Work task ->
Once the records have been read, set every one down as it stands.

Stored data entries ->
//! Per-scope traffic counters

use super::types::Decision;
use crate::core::rate_limiter::BucketSnapshot;
use crate::utils::error::recovery::CircuitBreakerSnapshot;
use serde::Serialize;
use std::sync::atomic::{AtomicU64, Ordering};
use std::time::Duration;

/// Lock-free counters for one scope
#[derive(Debug, Default)]
pub struct ScopeMetrics {
    allowed: AtomicU64,
    rate_limited: AtomicU64,
    circuit_open: AtomicU64,
    degraded: AtomicU64,
    status_2xx: AtomicU64,
    status_3xx: AtomicU64,
    status_4xx: AtomicU64,
    status_429: AtomicU64,
    status_5xx: AtomicU64,
    transport_errors: AtomicU64,
    retries: AtomicU64,
    successes: AtomicU64,
    failures: AtomicU64,
    latency_total_us: AtomicU64,
    latency_max_us: AtomicU64,
}

impl ScopeMetrics {
    /// Count a gate decision
    pub fn record_decision(&self, decision: &Decision) {
        let counter = match decision {
            Decision::Allowed | Decision::Probe { .. } => &self.allowed,
            Decision::RateLimited { .. } => &self.rate_limited,
            Decision::CircuitOpen { .. } => &self.circuit_open,
            Decision::Degraded { .. } => &self.degraded,
        };
        counter.fetch_add(1, Ordering::Relaxed);
    }

    /// Count one upstream attempt by status code
    ///
    /// 429 is tracked on its own and not included in the 4xx counter.
    pub fn record_status(&self, status: u16) {
        let counter = match status {
            429 => &self.status_429,
            200..=299 => &self.status_2xx,
            300..=399 => &self.status_3xx,
            400..=499 => &self.status_4xx,
            _ => &self.status_5xx,
        };
        counter.fetch_add(1, Ordering::Relaxed);
    }

    /// Count an attempt that failed before a status line arrived
    pub fn record_transport_error(&self) {
        self.transport_errors.fetch_add(1, Ordering::Relaxed);
    }

    /// Count a retry
    pub fn record_retry(&self) {
        self.retries.fetch_add(1, Ordering::Relaxed);
    }

    /// Record the final outcome of one logical call
    pub fn record_outcome(&self, success: bool, latency: Duration) {
        if success {
            self.successes.fetch_add(1, Ordering::Relaxed);
        } else {
            self.failures.fetch_add(1, Ordering::Relaxed);
        }
        let micros = u64::try_from(latency.as_micros()).unwrap_or(u64::MAX);
        self.latency_total_us.fetch_add(micros, Ordering::Relaxed);
        self.latency_max_us.fetch_max(micros, Ordering::Relaxed);
    }

    /// Point-in-time copy of the counters
    pub fn snapshot(&self, scope: &str) -> ScopeMetricsSnapshot {
        let load = |c: &AtomicU64| c.load(Ordering::Relaxed);
        let completed = load(&self.successes) + load(&self.failures);
        let avg_latency_ms = if completed == 0 {
            0.0
        } else {
            load(&self.latency_total_us) as f64 / completed as f64 / 1000.0
        };

        ScopeMetricsSnapshot {
            scope: scope.to_string(),
            decisions: DecisionCounts {
                allowed: load(&self.allowed),
                rate_limited: load(&self.rate_limited),
                circuit_open: load(&self.circuit_open),
                degraded: load(&self.degraded),
            },
            responses: ResponseCounts {
                status_2xx: load(&self.status_2xx),
                status_3xx: load(&self.status_3xx),
                status_4xx: load(&self.status_4xx),
                status_429: load(&self.status_429),
                status_5xx: load(&self.status_5xx),
                transport_errors: load(&self.transport_errors),
            },
            retries: load(&self.retries),
            successes: load(&self.successes),
            failures: load(&self.failures),
            avg_latency_ms,
            max_latency_ms: load(&self.latency_max_us) as f64 / 1000.0,
            circuit_breaker: None,
            bucket: None,
        }
    }
}

/// Gate decision counters
#[derive(Debug, Clone, Default, Serialize, PartialEq, Eq)]
pub struct DecisionCounts {
    pub allowed: u64,
    pub rate_limited: u64,
    pub circuit_open: u64,
    pub degraded: u64,
}

impl DecisionCounts {
    /// All rejections
    pub fn blocked(&self) -> u64 {
        self.rate_limited + self.circuit_open + self.degraded
    }
}

/// Upstream response counters (one per attempt)
#[derive(Debug, Clone, Default, Serialize, PartialEq, Eq)]
pub struct ResponseCounts {
    pub status_2xx: u64,
    pub status_3xx: u64,
    pub status_4xx: u64,
    pub status_429: u64,
    pub status_5xx: u64,
    pub transport_errors: u64,
}

/// Metrics for one scope as served by the metrics endpoint
#[derive(Debug, Clone, Serialize)]
pub struct ScopeMetricsSnapshot {
    pub scope: String,
    pub decisions: DecisionCounts,
    pub responses: ResponseCounts,
    pub retries: u64,
    pub successes: u64,
    pub failures: u64,
    pub avg_latency_ms: f64,
    pub max_latency_ms: f64,
    /// Breaker state, for outbound scopes that have one
    pub circuit_breaker: Option<CircuitBreakerSnapshot>,
    /// Bucket state, for outbound scopes that have one
    pub bucket: Option<BucketSnapshot>,
}

#[cfg(test)]
mod tests {
    use super::*;

    #[test]
    fn test_status_buckets() {
        let metrics = ScopeMetrics::default();
        for status in [200, 204, 302, 404, 429, 429, 500, 503] {
            metrics.record_status(status);
        }

        let snapshot = metrics.snapshot("github:get");
        assert_eq!(snapshot.responses.status_2xx, 2);
        assert_eq!(snapshot.responses.status_3xx, 1);
        assert_eq!(snapshot.responses.status_4xx, 1);
        assert_eq!(snapshot.responses.status_429, 2);
        assert_eq!(snapshot.responses.status_5xx, 2);
    }

    #[test]
    fn test_decision_counts() {
        let metrics = ScopeMetrics::default();
        metrics.record_decision(&Decision::Allowed);
        metrics.record_decision(&Decision::RateLimited {
            retry_after: Duration::from_secs(1),
        });
        metrics.record_decision(&Decision::Degraded {
            retry_after: Duration::from_secs(1),
        });

        let decisions = metrics.snapshot("s").decisions;
        assert_eq!(decisions.allowed, 1);
        assert_eq!(decisions.blocked(), 2);
    }

    #[test]
    fn test_latency_aggregation() {
        let metrics = ScopeMetrics::default();
        metrics.record_outcome(true, Duration::from_millis(10));
        metrics.record_outcome(false, Duration::from_millis(30));

        let snapshot = metrics.snapshot("s");
        assert_eq!(snapshot.successes, 1);
        assert_eq!(snapshot.failures, 1);
        assert!((snapshot.avg_latency_ms - 20.0).abs() < 1e-9);
        assert!((snapshot.max_latency_ms - 30.0).abs() < 1e-9);
    }
}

Solution to the problem ->
//! Per-scope traffic counters

use super::types::Decision;
use crate::core::rate_limiter::BucketSnapshot;
use crate::utils::error::recovery::CircuitBreakerSnapshot;
use serde::Serialize;
use std::sync::atomic::{AtomicU64, Ordering};
use std::time::Duration;

/// Lock-free counters for one scope
#[derive(Debug, Default)]
pub struct ScopeMetrics {
    allowed: AtomicU64,
    rate_limited: AtomicU64,
    circuit_open: AtomicU64,
    degraded: AtomicU64,
    status_2xx: AtomicU64,
    status_3xx: AtomicU64,
    status_4xx: AtomicU64,
    status_429: AtomicU64,
    status_5xx: AtomicU64,
    transport_errors: AtomicU64,
    retries: AtomicU64,
    successes: AtomicU64,
    failures: AtomicU64,
    latency_total_us: AtomicU64,
    latency_max_us: AtomicU64,
}

impl ScopeMetrics {
    /// Count a gate decision
    pub fn record_decision(&self, decision: &Decision) {
        let counter = match decision {
            Decision::Allowed | Decision::Probe { .. } => &self.allowed,
            Decision::RateLimited { .. } => &self.rate_limited,
            Decision::CircuitOpen { .. } => &self.circuit_open,
            Decision::Degraded { .. } => &self.degraded,
        };
        counter.fetch_add(1, Ordering::Relaxed);
    }

    /// Count one upstream attempt by status code
    ///
    /// 429 is tracked on its own and not included in the 4xx counter.
    pub fn record_status(&self, status: u16) {
        let counter = match status {
            429 => &self.status_429,
            200..=299 => &self.status_2xx,
            300..=399 => &self.status_3xx,
            400..=499 => &self.status_4xx,
            _ => &self.status_5xx,
        };
        counter.fetch_add(1, Ordering::Relaxed);
    }

    /// Count an attempt that failed before a status line arrived
    pub fn record_transport_error(&self) {
        self.transport_errors.fetch_add(1, Ordering::Relaxed);
    }

    /// Count a retry
    pub fn record_retry(&self) {
        self.retries.fetch_add(1, Ordering::Relaxed);
    }

    /// Record the final outcome of one logical call
    pub fn record_outcome(&self, success: bool, latency: Duration) {
        if success {
            self.successes.fetch_add(1, Ordering::Relaxed);
        } else {
            self.failures.fetch_add(1, Ordering::Relaxed);
        }
        let micros = u64::try_from(latency.as_micros()).unwrap_or(u64::MAX);
        self.latency_total_us.fetch_add(micros, Ordering::Relaxed);
        self.latency_max_us.fetch_max(micros, Ordering::Relaxed);
    }

    /// Point-in-time copy of the counters
    pub fn snapshot(&self, scope: &str) -> ScopeMetricsSnapshot {
        let load = |c: &AtomicU64| c.load(Ordering::Relaxed);
        let completed = load(&self.successes) + load(&self.failures);
        let avg_latency_ms = if completed == 0 {
            0.0
        } else {
            load(&self.latency_total_us) as f64 / completed as f64 / 1000.0
        };

        ScopeMetricsSnapshot {
            scope: scope.to_string(),
            decisions: DecisionCounts {
                allowed: load(&self.allowed),
                rate_limited: load(&self.rate_limited),
                circuit_open: load(&self.circuit_open),
                degraded: load(&self.degraded),
            },
            responses: ResponseCounts {
                status_2xx: load(&self.status_2xx),
                status_3xx: load(&self.status_3xx),
                status_4xx: load(&self.status_4xx),
                status_429: load(&self.status_429),
                status_5xx: load(&self.status_5xx),
                transport_errors: load(&self.transport_errors),
            },
            retries: load(&self.retries),
            successes: load(&self.successes),
            failures: load(&self.failures),
            avg_latency_ms,
            max_latency_ms: load(&self.latency_max_us) as f64 / 1000.0,
            circuit_breaker: None,
            bucket: None,
        }
    }
}

/// Gate decision counters
#[derive(Debug, Clone, Default, Serialize, PartialEq, Eq)]
pub struct DecisionCounts {
    pub allowed: u64,
    pub rate_limited: u64,
    pub circuit_open: u64,
    pub degraded: u64,
}

impl DecisionCounts {
    /// All rejections
    pub fn blocked(&self) -> u64 {
        self.rate_limited + self.circuit_open + self.degraded
    }
}

/// Upstream response counters (one per attempt)
#[derive(Debug, Clone, Default, Serialize, PartialEq, Eq)]
pub struct ResponseCounts {
    pub status_2xx: u64,
    pub status_3xx: u64,
    pub status_4xx: u64,
    pub status_429: u64,
    pub status_5xx: u64,
    pub transport_errors: u64,
}

/// Metrics for one scope as served by the metrics endpoint
#[derive(Debug, Clone, Serialize)]
pub struct ScopeMetricsSnapshot {
    pub scope: String,
    pub decisions: DecisionCounts,
    pub responses: ResponseCounts,
    pub retries: u64,
    pub successes: u64,
    pub failures: u64,
    pub avg_latency_ms: f64,
    pub max_latency_ms: f64,
    /// Breaker state, for outbound scopes that have one
    pub circuit_breaker: Option<CircuitBreakerSnapshot>,
    /// Bucket state, for outbound scopes that have one
    pub bucket: Option<BucketSnapshot>,
}

#[cfg(test)]
mod tests {
    use super::*;

    #[test]
    fn test_status_buckets() {
        let metrics = ScopeMetrics::default();
        for status in [200, 204, 302, 404, 429, 429, 500, 503] {
            metrics.record_status(status);
        }

        let snapshot = metrics.snapshot("github:get");
        assert_eq!(snapshot.responses.status_2xx, 2);
        assert_eq!(snapshot.responses.status_3xx, 1);
        assert_eq!(snapshot.responses.status_4xx, 1);
        assert_eq!(snapshot.responses.status_429, 2);
        assert_eq!(snapshot.responses.status_5xx, 2);
    }

    #[test]
    fn test_decision_counts() {
        let metrics = ScopeMetrics::default();
        metrics.record_decision(&Decision::Allowed);
        metrics.record_decision(&Decision::RateLimited {
            retry_after: Duration::from_secs(1),
        });
        metrics.record_decision(&Decision::Degraded {
            retry_after: Duration::from_secs(1),
        });

        let decisions = metrics.snapshot("s").decisions;
        assert_eq!(decisions.allowed, 1);
        assert_eq!(decisions.blocked(), 2);
    }

    #[test]
    fn test_latency_aggregation() {
        let metrics = ScopeMetrics::default();
        metrics.record_outcome(true, Duration::from_millis(10));
        metrics.record_outcome(false, Duration::from_millis(30));

        let snapshot = metrics.snapshot("s");
        assert_eq!(snapshot.successes, 1);
        assert_eq!(snapshot.failures, 1);
        assert!((snapshot.avg_latency_ms - 20.0).abs() < 1e-9);
        assert!((snapshot.max_latency_ms - 30.0).abs() < 1e-9);
    }
}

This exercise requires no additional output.